## [Task instructions]
In the entries below, find the line with "shared across handlers" and the line with "s.to_string()". Return those two lines and all lines between them, exactly.
=== Begin Enclosure ===
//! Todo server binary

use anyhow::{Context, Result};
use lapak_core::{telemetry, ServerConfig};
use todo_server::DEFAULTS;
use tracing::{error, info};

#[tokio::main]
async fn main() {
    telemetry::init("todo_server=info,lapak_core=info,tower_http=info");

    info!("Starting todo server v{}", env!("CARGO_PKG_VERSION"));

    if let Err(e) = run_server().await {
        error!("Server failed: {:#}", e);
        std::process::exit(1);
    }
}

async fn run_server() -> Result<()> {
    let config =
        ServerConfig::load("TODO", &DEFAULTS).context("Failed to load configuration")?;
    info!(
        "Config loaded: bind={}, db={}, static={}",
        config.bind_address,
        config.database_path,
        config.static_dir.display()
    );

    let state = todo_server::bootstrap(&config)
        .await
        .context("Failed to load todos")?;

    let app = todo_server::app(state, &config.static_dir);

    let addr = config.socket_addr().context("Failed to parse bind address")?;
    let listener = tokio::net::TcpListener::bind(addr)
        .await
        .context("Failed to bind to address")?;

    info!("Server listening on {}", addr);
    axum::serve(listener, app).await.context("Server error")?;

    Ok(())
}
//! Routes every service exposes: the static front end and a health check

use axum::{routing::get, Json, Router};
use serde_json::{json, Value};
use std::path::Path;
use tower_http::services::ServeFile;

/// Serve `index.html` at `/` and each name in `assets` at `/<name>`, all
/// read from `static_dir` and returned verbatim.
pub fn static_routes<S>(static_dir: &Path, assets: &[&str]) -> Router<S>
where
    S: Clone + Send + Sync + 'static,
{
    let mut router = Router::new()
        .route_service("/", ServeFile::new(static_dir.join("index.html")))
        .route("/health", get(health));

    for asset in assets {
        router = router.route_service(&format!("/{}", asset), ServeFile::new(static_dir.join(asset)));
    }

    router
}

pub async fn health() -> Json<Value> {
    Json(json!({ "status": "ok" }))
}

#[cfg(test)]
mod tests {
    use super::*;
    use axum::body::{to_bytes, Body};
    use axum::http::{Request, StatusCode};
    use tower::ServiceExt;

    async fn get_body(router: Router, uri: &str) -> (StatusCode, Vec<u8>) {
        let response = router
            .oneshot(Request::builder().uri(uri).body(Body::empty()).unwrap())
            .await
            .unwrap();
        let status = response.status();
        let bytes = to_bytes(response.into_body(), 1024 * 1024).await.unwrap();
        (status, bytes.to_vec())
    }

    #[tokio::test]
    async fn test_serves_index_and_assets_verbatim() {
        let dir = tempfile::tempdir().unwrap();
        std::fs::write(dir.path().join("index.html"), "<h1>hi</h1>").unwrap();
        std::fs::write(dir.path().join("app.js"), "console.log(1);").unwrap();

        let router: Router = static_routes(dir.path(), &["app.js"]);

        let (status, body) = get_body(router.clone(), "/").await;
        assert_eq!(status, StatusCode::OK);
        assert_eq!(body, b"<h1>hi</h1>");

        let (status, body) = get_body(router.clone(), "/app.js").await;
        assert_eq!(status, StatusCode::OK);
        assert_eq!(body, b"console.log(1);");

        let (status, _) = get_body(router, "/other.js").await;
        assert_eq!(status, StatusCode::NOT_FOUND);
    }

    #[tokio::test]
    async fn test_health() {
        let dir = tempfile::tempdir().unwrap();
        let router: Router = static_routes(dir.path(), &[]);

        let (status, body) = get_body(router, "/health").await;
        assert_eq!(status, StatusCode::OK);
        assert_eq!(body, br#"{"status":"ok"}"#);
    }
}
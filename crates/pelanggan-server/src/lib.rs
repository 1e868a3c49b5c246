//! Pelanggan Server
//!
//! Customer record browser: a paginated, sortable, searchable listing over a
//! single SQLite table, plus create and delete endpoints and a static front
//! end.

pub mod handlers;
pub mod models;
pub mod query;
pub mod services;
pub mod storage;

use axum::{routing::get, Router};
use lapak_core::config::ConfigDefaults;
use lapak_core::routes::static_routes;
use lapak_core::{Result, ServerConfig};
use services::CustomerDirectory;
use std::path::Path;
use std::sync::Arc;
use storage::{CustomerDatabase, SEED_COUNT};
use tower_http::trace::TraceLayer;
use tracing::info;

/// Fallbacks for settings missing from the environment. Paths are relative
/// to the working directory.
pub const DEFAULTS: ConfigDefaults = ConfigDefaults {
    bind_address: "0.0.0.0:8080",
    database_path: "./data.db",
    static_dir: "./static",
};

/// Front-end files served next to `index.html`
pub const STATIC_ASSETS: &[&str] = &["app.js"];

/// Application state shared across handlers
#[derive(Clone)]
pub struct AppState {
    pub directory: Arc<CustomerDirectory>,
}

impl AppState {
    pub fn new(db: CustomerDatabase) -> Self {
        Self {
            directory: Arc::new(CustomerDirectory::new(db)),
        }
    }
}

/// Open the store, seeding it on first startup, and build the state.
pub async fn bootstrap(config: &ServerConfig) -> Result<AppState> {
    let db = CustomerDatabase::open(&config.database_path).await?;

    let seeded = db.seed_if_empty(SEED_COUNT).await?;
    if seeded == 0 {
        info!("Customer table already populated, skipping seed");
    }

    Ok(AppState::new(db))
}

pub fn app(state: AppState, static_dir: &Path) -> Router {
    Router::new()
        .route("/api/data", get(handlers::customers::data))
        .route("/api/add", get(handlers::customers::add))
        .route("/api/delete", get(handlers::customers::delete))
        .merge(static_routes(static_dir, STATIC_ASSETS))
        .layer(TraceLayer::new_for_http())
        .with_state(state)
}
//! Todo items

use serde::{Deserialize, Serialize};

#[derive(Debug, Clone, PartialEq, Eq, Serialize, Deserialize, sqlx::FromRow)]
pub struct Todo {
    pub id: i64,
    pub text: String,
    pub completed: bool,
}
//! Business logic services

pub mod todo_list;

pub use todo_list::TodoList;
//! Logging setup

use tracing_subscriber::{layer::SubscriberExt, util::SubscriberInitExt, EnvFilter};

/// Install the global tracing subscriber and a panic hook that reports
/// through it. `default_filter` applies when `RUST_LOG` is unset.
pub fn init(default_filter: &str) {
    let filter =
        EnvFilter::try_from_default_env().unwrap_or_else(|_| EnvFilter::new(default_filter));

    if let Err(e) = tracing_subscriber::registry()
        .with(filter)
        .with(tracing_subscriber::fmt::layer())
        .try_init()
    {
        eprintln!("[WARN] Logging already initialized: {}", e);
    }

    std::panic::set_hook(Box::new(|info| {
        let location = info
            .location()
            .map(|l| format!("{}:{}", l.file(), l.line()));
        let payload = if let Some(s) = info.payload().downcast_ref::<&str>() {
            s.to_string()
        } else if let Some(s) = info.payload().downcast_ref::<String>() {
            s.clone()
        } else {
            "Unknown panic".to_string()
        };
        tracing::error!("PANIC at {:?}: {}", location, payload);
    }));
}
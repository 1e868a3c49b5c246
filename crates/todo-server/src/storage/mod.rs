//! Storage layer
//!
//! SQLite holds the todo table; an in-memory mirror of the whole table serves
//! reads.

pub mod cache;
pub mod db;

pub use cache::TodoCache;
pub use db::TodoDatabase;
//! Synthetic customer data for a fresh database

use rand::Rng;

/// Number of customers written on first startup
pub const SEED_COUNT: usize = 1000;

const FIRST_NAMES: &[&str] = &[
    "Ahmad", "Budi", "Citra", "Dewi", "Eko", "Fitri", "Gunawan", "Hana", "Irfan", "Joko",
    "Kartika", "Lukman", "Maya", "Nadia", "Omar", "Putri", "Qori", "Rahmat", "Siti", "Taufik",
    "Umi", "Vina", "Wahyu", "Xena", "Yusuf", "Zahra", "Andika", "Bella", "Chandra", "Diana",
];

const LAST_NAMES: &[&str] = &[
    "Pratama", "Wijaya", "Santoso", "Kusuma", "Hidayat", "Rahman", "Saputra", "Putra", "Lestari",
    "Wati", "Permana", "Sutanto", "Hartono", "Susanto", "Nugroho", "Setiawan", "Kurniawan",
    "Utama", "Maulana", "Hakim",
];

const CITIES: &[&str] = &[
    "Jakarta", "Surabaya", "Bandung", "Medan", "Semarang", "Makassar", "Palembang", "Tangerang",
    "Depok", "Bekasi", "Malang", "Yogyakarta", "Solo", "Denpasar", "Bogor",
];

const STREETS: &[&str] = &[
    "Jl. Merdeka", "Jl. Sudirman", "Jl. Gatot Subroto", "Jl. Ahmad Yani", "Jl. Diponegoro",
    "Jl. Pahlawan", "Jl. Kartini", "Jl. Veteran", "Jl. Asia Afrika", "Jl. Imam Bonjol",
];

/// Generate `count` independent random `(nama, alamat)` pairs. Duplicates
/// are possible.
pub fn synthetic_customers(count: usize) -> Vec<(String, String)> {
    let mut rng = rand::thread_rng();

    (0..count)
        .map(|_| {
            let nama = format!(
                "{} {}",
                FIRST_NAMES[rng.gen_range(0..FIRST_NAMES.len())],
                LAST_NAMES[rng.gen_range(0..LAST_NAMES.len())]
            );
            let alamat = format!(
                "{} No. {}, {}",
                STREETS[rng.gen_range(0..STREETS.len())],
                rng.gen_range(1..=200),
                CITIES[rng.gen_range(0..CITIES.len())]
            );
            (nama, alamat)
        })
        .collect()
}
=== End Enclosure ===
## [Worked solution]
/// Application state shared across handlers
#[derive(Clone)]
pub struct AppState {
    pub directory: Arc<CustomerDirectory>,
}

impl AppState {
    pub fn new(db: CustomerDatabase) -> Self {
        Self {
            directory: Arc::new(CustomerDirectory::new(db)),
        }
    }
}

/// Open the store, seeding it on first startup, and build the state.
pub async fn bootstrap(config: &ServerConfig) -> Result<AppState> {
    let db = CustomerDatabase::open(&config.database_path).await?;

    let seeded = db.seed_if_empty(SEED_COUNT).await?;
    if seeded == 0 {
        info!("Customer table already populated, skipping seed");
    }

    Ok(AppState::new(db))
}

pub fn app(state: AppState, static_dir: &Path) -> Router {
    Router::new()
        .route("/api/data", get(handlers::customers::data))
        .route("/api/add", get(handlers::customers::add))
        .route("/api/delete", get(handlers::customers::delete))
        .merge(static_routes(static_dir, STATIC_ASSETS))
        .layer(TraceLayer::new_for_http())
        .with_state(state)
}
//! Todo items

use serde::{Deserialize, Serialize};

#[derive(Debug, Clone, PartialEq, Eq, Serialize, Deserialize, sqlx::FromRow)]
pub struct Todo {
    pub id: i64,
    pub text: String,
    pub completed: bool,
}
//! Business logic services

pub mod todo_list;

pub use todo_list::TodoList;
//! Logging setup

use tracing_subscriber::{layer::SubscriberExt, util::SubscriberInitExt, EnvFilter};

/// Install the global tracing subscriber and a panic hook that reports
/// through it. `default_filter` applies when `RUST_LOG` is unset.
pub fn init(default_filter: &str) {
    let filter =
        EnvFilter::try_from_default_env().unwrap_or_else(|_| EnvFilter::new(default_filter));

    if let Err(e) = tracing_subscriber::registry()
        .with(filter)
        .with(tracing_subscriber::fmt::layer())
        .try_init()
    {
        eprintln!("[WARN] Logging already initialized: {}", e);
    }

    std::panic::set_hook(Box::new(|info| {
        let location = info
            .location()
            .map(|l| format!("{}:{}", l.file(), l.line()));
        let payload = if let Some(s) = info.payload().downcast_ref::<&str>() {
            s.to_string()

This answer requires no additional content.